* WHAT YOU NEED TO DO:
Whenever a line below includes the word "trimmed", copy that line.

Collected data:
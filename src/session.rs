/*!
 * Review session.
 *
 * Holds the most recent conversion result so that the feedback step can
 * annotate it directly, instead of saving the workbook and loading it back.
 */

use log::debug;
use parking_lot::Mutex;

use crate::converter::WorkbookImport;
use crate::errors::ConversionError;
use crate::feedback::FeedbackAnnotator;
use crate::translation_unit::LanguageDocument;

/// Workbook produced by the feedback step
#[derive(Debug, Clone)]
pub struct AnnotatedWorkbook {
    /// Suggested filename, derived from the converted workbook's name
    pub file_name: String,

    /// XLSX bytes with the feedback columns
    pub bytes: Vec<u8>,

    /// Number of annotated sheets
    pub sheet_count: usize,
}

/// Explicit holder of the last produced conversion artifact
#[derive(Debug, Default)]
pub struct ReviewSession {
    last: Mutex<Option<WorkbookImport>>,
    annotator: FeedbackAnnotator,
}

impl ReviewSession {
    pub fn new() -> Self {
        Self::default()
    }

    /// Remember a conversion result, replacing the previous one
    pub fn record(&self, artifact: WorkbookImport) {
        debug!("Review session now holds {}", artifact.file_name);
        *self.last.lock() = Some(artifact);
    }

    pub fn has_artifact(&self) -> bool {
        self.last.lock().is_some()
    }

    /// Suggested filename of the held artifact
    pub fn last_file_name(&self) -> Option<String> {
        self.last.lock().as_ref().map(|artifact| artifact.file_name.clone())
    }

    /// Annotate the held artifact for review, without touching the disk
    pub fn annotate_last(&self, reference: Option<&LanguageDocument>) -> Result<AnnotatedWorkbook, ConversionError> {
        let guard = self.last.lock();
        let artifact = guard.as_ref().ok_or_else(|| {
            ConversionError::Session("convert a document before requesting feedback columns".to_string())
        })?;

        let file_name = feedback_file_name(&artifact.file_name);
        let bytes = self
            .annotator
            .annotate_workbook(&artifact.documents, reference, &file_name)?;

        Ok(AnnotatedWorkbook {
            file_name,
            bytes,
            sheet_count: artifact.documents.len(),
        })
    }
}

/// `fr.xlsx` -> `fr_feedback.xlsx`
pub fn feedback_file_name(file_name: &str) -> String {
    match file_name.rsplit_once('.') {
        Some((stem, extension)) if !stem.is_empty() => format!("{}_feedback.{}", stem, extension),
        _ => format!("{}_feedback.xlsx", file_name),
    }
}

==

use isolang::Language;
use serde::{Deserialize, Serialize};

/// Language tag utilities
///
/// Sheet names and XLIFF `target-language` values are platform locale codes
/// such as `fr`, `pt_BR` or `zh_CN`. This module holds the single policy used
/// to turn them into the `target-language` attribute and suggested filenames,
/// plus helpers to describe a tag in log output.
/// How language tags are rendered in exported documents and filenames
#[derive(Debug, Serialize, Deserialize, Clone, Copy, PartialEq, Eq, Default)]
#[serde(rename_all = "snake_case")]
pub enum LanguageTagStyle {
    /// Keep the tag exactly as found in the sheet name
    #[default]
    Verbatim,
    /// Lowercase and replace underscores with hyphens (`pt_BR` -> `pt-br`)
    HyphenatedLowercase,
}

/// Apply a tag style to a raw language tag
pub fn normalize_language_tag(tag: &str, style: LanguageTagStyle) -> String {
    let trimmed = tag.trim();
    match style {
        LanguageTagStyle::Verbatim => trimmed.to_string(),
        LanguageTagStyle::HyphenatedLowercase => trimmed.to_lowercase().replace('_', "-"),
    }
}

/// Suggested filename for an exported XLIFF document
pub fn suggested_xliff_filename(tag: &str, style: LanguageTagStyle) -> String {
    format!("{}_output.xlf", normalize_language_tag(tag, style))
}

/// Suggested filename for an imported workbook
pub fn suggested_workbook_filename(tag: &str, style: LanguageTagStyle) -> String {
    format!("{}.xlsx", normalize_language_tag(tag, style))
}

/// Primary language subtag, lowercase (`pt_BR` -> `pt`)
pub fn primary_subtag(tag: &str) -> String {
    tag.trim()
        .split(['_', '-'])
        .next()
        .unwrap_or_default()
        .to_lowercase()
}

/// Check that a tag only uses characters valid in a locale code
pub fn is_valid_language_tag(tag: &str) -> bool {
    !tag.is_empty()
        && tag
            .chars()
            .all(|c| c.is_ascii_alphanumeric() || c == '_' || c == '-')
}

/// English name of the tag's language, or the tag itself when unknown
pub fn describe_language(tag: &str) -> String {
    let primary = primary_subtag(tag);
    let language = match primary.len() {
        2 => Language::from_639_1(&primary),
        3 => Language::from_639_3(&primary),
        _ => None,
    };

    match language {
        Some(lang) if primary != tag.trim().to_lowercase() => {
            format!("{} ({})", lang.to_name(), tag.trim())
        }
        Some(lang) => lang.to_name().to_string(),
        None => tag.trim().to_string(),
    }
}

* ANSWER BOX:
    let trimmed = tag.trim();
        LanguageTagStyle::Verbatim => trimmed.to_string(),
        LanguageTagStyle::HyphenatedLowercase => trimmed.to_lowercase().replace('_', "-"),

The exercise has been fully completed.